▶ **Dataset**:
- - - -
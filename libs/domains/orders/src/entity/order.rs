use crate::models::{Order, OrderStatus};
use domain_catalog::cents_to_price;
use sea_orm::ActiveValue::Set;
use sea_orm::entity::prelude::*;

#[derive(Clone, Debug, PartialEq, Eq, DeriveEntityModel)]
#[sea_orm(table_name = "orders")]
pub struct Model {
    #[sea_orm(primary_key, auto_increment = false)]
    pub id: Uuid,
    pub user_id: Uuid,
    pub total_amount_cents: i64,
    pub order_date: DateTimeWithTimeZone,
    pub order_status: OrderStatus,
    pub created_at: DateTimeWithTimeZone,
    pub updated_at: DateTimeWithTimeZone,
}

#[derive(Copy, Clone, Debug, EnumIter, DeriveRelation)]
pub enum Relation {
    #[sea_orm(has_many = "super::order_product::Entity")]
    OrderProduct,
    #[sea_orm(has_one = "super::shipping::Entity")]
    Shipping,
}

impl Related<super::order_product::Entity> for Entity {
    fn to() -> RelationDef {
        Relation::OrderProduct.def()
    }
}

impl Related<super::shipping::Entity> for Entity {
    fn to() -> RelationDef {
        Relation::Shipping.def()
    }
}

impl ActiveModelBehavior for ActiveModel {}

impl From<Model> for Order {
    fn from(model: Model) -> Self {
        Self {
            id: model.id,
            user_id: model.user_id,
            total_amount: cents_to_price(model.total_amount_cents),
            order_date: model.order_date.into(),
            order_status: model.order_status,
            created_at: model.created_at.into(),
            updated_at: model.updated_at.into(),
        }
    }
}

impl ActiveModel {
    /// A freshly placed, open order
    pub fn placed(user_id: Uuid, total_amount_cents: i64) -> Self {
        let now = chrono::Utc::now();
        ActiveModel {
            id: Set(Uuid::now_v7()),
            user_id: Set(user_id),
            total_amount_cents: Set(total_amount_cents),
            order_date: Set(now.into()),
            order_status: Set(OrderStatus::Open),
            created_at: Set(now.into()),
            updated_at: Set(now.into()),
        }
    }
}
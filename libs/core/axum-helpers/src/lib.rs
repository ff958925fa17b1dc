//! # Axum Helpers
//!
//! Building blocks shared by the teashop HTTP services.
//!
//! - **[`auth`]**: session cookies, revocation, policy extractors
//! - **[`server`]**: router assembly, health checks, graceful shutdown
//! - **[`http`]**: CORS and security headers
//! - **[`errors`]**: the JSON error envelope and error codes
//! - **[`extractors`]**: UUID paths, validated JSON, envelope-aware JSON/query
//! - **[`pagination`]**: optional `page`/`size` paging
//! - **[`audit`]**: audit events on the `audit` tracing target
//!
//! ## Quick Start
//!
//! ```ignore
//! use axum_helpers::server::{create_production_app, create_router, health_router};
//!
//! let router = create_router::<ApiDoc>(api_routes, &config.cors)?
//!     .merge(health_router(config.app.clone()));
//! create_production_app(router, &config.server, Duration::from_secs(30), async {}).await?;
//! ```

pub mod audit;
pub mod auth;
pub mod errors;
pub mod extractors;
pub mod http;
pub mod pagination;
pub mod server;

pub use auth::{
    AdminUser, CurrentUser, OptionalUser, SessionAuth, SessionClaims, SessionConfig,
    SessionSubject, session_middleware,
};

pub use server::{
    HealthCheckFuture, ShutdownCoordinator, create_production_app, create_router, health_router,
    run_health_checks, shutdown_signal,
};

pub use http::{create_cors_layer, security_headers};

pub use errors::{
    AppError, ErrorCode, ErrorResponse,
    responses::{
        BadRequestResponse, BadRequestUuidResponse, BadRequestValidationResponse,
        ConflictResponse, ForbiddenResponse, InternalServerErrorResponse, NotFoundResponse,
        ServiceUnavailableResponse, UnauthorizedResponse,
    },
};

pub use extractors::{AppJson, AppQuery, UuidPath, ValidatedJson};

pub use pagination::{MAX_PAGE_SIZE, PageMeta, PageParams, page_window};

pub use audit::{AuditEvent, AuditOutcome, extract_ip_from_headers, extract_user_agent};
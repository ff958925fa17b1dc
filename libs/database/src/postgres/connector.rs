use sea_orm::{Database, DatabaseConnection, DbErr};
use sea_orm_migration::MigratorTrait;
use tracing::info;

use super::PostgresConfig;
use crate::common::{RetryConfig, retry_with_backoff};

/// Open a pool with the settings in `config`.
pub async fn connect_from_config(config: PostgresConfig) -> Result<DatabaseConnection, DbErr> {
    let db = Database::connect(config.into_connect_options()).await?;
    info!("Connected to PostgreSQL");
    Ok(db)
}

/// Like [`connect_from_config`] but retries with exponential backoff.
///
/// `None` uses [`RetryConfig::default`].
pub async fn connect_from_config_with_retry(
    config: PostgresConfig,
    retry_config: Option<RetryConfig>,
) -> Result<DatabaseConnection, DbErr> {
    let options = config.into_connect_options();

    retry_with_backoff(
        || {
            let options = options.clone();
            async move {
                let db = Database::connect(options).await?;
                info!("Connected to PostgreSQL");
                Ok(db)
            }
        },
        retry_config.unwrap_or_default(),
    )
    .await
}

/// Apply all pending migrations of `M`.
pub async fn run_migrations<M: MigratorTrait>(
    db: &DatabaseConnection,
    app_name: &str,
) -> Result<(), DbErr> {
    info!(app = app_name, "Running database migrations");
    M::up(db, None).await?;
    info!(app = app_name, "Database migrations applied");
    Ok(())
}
- - - -
Please find each line in the records above that holds the word "OrderStatus", and copy it.

use crate::models::{Order, OrderStatus};
    pub order_status: OrderStatus,
            order_status: Set(OrderStatus::Open),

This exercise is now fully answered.